O secretário especial da Previdência, Carlos Gabas, até recentemente avesso à reforma, expôs as linhas da proposta de Barbosa e argumentou que o país ainda tem tempo para implementar as mudanças na Previdência sem atingir direitos adquiridos. Lembrou que Itália e Grécia tiveram que cortar em cerca de 40% benefícios já concedidos. O ministro Miguel Rossetto está do lado das centrais.
A reunião de Barbosa com a bancada do PT na noite de terça feira, das 20h às 23h, foi, segundo fontes que estavam presentes, melhor do que as indicações vindas do PT, que quer marcar posição de distanciamento do governo. Tratou-se ali basicamente da reforma da Previdência. Houve um embate político. "Vamos deixar essa reforma para os tucanos fazerem", disse um senador. " Estamos em busca da popularidade zero?", indagou um outro, alegando que estava ali para uma agenda do crescimento e da geração de emprego.
O ministro explicou que a questão mais importante do país hoje, que corrói as expectativas e mina a confiança, é a fiscal e que a reforma da Previdência está no centro da equação das contas públicas. Crescimento e emprego, portanto, estão umbilicalmente atrelados à disposição do governo em mexer na Previdência, a maior despesa do setor público depois dos juros da dívida, que no ano passado representou 8,46% do PIB (gasto por competência).
A taxa de juros, por seu lado, deve ficar estacionada em 14,25% ao ano até que as expectativas do mercado para a inflação comecem a convergir para uma inflação no teto da meta de 6,5% este ano e para a meta de 4,5% em 2017, como indicou o diretor do BC, Aldo Mendes, ontem, em evento do banco Goldman Sachs. O texto do pronunciamento de Mendes foi avalizado pelo presidente Alexandre Tombini.
Não está mencionado no discurso do diretor, mas o Copom conta, também, com uma taxa de câmbio razoavelmente comportada (em um intervalo, por exemplo, de R$ 3,90 e R$ 4,10) para poder começar a pensar na possibilidade de reduzir os juros. A direção do BC, porém, não quer falar nesse momento sobre um eventual afrouxamento monetário.

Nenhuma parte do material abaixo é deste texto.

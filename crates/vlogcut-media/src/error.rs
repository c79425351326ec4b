//! Error types for media operations.

use std::path::PathBuf;
use thiserror::Error;

/// Result type for media operations.
pub type MediaResult<T> = Result<T, MediaError>;

/// Errors that can occur while cutting and concatenating segments.
#[derive(Debug, Error)]
pub enum MediaError {
    #[error("FFmpeg not found in PATH")]
    FfmpegNotFound,

    #[error("FFmpeg command failed: {message}")]
    FfmpegFailed {
        message: String,
        stderr: Option<String>,
        exit_code: Option<i32>,
    },

    #[error("File not found: {0}")]
    FileNotFound(PathBuf),

    #[error("No segments were extracted successfully")]
    NoSegments,

    #[error("Operation timed out after {0} seconds")]
    Timeout(u64),

    #[error("IO error: {0}")]
    Io(#[from] std::io::Error),
}

impl MediaError {
    /// Create an FFmpeg failure error.
    pub fn ffmpeg_failed(
        message: impl Into<String>,
        stderr: Option<String>,
        exit_code: Option<i32>,
    ) -> Self {
        Self::FfmpegFailed {
            message: message.into(),
            stderr,
            exit_code,
        }
    }

    pub fn file_not_found(path: impl Into<PathBuf>) -> Self {
        Self::FileNotFound(path.into())
    }
}
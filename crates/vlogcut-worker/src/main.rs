//! Run the full narrative-to-video pipeline as one tracked job.

use std::path::PathBuf;

use clap::Parser;
use tracing::{error, info};

use vlogcut_worker::{
    init_tracing, install_crypto_provider, run_cut_job, CutJobRequest, InMemoryJobStore, JobStore,
    WorkerConfig,
};

#[derive(Parser, Debug)]
#[command(name = "vlogcut-job")]
#[command(about = "Generate a cutting plan and render the final video in one job")]
struct Args {
    /// Path to the narrative text file
    narrative_file: PathBuf,

    /// Directory containing per-source annotation files
    #[arg(long, default_value = "stream_processed_clip")]
    annotation_dir: PathBuf,

    /// Directory containing the source videos
    #[arg(short = 'v', long, default_value = "stream_videos")]
    video_dir: PathBuf,

    /// Parent directory for job working directories (default: VLOGCUT_WORK_DIR)
    #[arg(long)]
    work_dir: Option<PathBuf>,

    /// Total target duration in seconds
    #[arg(long, default_value_t = 60)]
    duration: u32,

    /// Suggested duration of each interval in seconds
    #[arg(long, default_value_t = 5)]
    interval_duration: u32,

    /// Skip the oracle and use the fallback selection only
    #[arg(long)]
    no_oracle: bool,
}

#[tokio::main]
async fn main() {
    install_crypto_provider();
    dotenvy::dotenv().ok();
    init_tracing();

    let args = Args::parse();
    let config = WorkerConfig::from_env();
    info!("Starting vlogcut-job");

    let request = CutJobRequest {
        narrative_file: args.narrative_file,
        annotation_dir: args.annotation_dir,
        video_dir: args.video_dir,
        work_dir: args.work_dir.unwrap_or_else(|| config.work_dir.clone()),
        target_duration: args.duration,
        suggested_interval_duration: args.interval_duration,
    };

    let oracle = if args.no_oracle { None } else { config.oracle() };
    let store = InMemoryJobStore::new();
    let runner = config.ffmpeg_runner();

    let result = run_cut_job(&store, &request, oracle, &runner).await;

    // One job per invocation; print its final record.
    if let Ok(records) = store.list(Some(1)).await {
        for record in records {
            match serde_json::to_string_pretty(&record) {
                Ok(json) => println!("{}", json),
                Err(e) => error!("Failed to render job record: {}", e),
            }
        }
    }

    if let Err(e) = result {
        error!("Job failed: {}", e);
        std::process::exit(1);
    }
}
//! Shared data models for the vlogcut pipeline.
//!
//! This crate provides Serde-serializable types for:
//! - Annotation events parsed from per-source text files
//! - Content chunks and candidate/selected intervals
//! - The cutting plan wire format
//! - Job identifiers and the job stage machine

pub mod event;
pub mod interval;
pub mod job;
pub mod plan;
pub mod timestamp;

// Re-export common types
pub use event::{EventKind, TimestampedEvent};
pub use interval::{
    CandidateInterval, ContentChunk, IntervalBounds, IntervalOrigin, SelectedInterval,
    FALLBACK_DESCRIPTION_PREFIX,
};
pub use job::{InvalidTransition, JobId, JobRecord, JobStage};
pub use plan::{CuttingPlan, PlanError, PlanInterval, PlanMetadata, PlanParams, PlanResult};
pub use timestamp::{format_compact, format_seconds, parse_timestamp, TimestampError};
//! LLM oracle used to rank candidate moments and caption intervals.
//!
//! This crate provides:
//! - The [`IntervalOracle`] seam consumed by interval selection
//! - A Gemini `generateContent` client
//! - A retry policy with pluggable sleeping
//! - Tolerant parsing of JSON arrays embedded in prose

pub mod client;
pub mod error;
pub mod oracle;
pub mod parse;
pub mod retry;

pub use client::{GeminiClient, OracleConfig};
pub use error::{OracleError, OracleResult};
pub use oracle::{
    truncate_chars, CompletionRequest, DescribeRequest, IntervalOracle, LlmOracle, RankRequest,
    TextModel,
};
pub use parse::{clean_caption, parse_candidate_array};
pub use retry::{retry_async, RecordingSleeper, RetryPolicy, Sleeper, TokioSleeper};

Nos últimos dias foram vários os contatos da autoridade monetária com analistas e economistas do mercado financeiro, que procuram enxergar nos mínimos sinais a estratégia do Comitê de Política Monetária (Copom) para as próximas reuniões. Dessas conversas ficou a impressão de que os juros básicos podem permanecer no atual patamar por um tempo não muito logo. O viés e o desejo do Copom são de baixa, até porque a economia afunda. Os preços dos alimentos, que vinham pressionando a inflação, já começaram a cair no atacado e essa queda está chegando nas coletas de preços do IPCA deste mês.
A política fiscal, crucial para o Copom poder mirar uma queda dos juros no horizonte, está indefinida. Todos os passos traçados dependem do Congresso. E lá as forças do governo são limitadas.